—¿Vuelves para la cena? —los rizos de Penélope me hacen cosquillas en el cuello—. Agatha nos deja cocinar.
Mis ojos encontraron la confirmación de lo que podía ser una muy mala idea en los ojos amables de la anciana que cortaba sandía.
—¡Y vamos a hacer galletas de chocolate para merendar! —María se une al abrazo gritando con entusiasmo en mi oído.
—¡Y tortitas, Ve!
Las alejo de mi cuerpo lo suficiente como para no quedarme sorda entre los gritos y risas de las niñas. Me paro un segundo más de lo normal para observar la sonrisas que pintan sus caras. Siempre he procurado que Penélope no perdiera la suya, que a pesar de todo lo que ha pasado tuviera algo por lo que sonreir. Juro que lo he intentado con todo lo que soy y lo que tengo, espero no fallarle ahora. No sé qué podría pasar si Jon consiguiera su custodia, si me la arrebataran, si la apartaran de mis brazos para dejarme tan sola como me sentí hasta que ella llegó a mi vida.
La sola idea hace que se me congele la sangre. No. Eso no va a pasar.
—Solo serán unas horas, chicas. Estaremos de vuelta para la cena.

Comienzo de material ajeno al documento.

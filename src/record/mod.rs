//! File records and the store that persists them
//!
//! A record is the only durable reference to the key material of its blob.
//! Record persistence itself belongs to an external collaborator; this module
//! defines the capability the vault needs from it and ships two
//! implementations: an in-memory store and a sled-backed one.

mod memory;
mod sled_store;

pub use memory::MemoryRecordStore;
pub use sled_store::SledRecordStore;

use crate::crypto::KeyMaterial;
use crate::error::{Error, Result};
use async_trait::async_trait;
use chrono::{DateTime, Utc};
use serde::{Deserialize, Serialize};
use std::path::PathBuf;
use uuid::Uuid;

/// Metadata of one encrypted file
#[derive(Debug, Clone, PartialEq, Eq, Serialize, Deserialize)]
pub struct FileRecord {
    pub id: String,
    /// Original filename as supplied by the uploader
    pub filename: String,
    pub owner_id: String,
    /// Plaintext size in bytes
    pub size_bytes: u64,
    /// Location of the ciphertext blob
    pub storage_path: PathBuf,
    /// Hex-encoded 256-bit key
    pub encryption_key: String,
    /// Hex-encoded 128-bit IV
    pub iv: String,
    pub uploaded_at: DateTime<Utc>,
}

impl FileRecord {
    /// Build a record for a freshly encrypted blob
    pub fn new(
        owner_id: &str,
        filename: &str,
        size_bytes: u64,
        storage_path: PathBuf,
        material: &KeyMaterial,
    ) -> Self {
        FileRecord {
            id: Uuid::new_v4().to_string(),
            filename: filename.to_string(),
            owner_id: owner_id.to_string(),
            size_bytes,
            storage_path,
            encryption_key: material.key_hex(),
            iv: material.iv_hex(),
            uploaded_at: Utc::now(),
        }
    }

    /// Parse the stored key material
    pub fn key_material(&self) -> Result<KeyMaterial> {
        KeyMaterial::from_hex(&self.encryption_key, &self.iv)
    }

    pub fn is_owned_by(&self, owner_id: &str) -> bool {
        self.owner_id == owner_id
    }
}

/// Persistence capability for file records.
///
/// Implementations must be consistent per key: a record returned by
/// `create` is immediately visible to `find_by_id` and `find_by_owner`.
#[async_trait]
pub trait FileRecordStore: Send + Sync {
    /// Persist a new record
    async fn create(&self, record: FileRecord) -> Result<FileRecord>;

    async fn find_by_id(&self, id: &str) -> Result<Option<FileRecord>>;

    /// All records of an owner, oldest first
    async fn find_by_owner(&self, owner_id: &str) -> Result<Vec<FileRecord>>;

    /// Remove a record, returning it if it existed
    async fn delete_by_id(&self, id: &str) -> Result<Option<FileRecord>>;

    /// Remove every record of an owner, returning the removed records
    async fn delete_all_by_owner(&self, owner_id: &str) -> Result<Vec<FileRecord>>;
}

/// Owner ids are used as index prefixes and must be non-empty and NUL-free
pub(crate) fn check_owner_id(owner_id: &str) -> Result<()> {
    if owner_id.is_empty() || owner_id.contains('\0') {
        return Err(Error::Validation(format!("invalid owner id {:?}", owner_id)));
    }
    Ok(())
}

Asienten al unísono antes de desaparecer por las puertas acristaladas de corredera que dan al jardín completamente abiertas. La brisa fresca acaricia la piel expuesta de mis piernas, haciendo bailar al dobladillo del vestido turquesa. Me acerco al marco de la puerta donde me dejo caer sobre un lado de mi cuerpo. Cierro los ojos cuando los rayos del sol inciden sin piedad sobre mi cuerpo. Hace tanto tiempo que no me permito hacer esto. Disfrutar del momento sin pensar en nada más es un deporte de alto riesgo para alguien que está a punto de perder su vida como la conocía. No puedo perderla. Mi hermana, mi responsabilidad.
Abro los ojos decidida. Si tengo que enfrentarme a mi pasado, lo haré con la cabeza bien alta, aunque las manos me tiemblen solo de pensarlo y el sudor las vuelva gelatina líquida. No estoy preparada para esto, tengo que estarlo.
Las niñas saltan a la piscina intentando caer sentadas en el flamenco rosa de un tamaño descomunal que flota en la superficie del agua. Sonrío con la imagen. Es feliz, estoy haciéndolo bien.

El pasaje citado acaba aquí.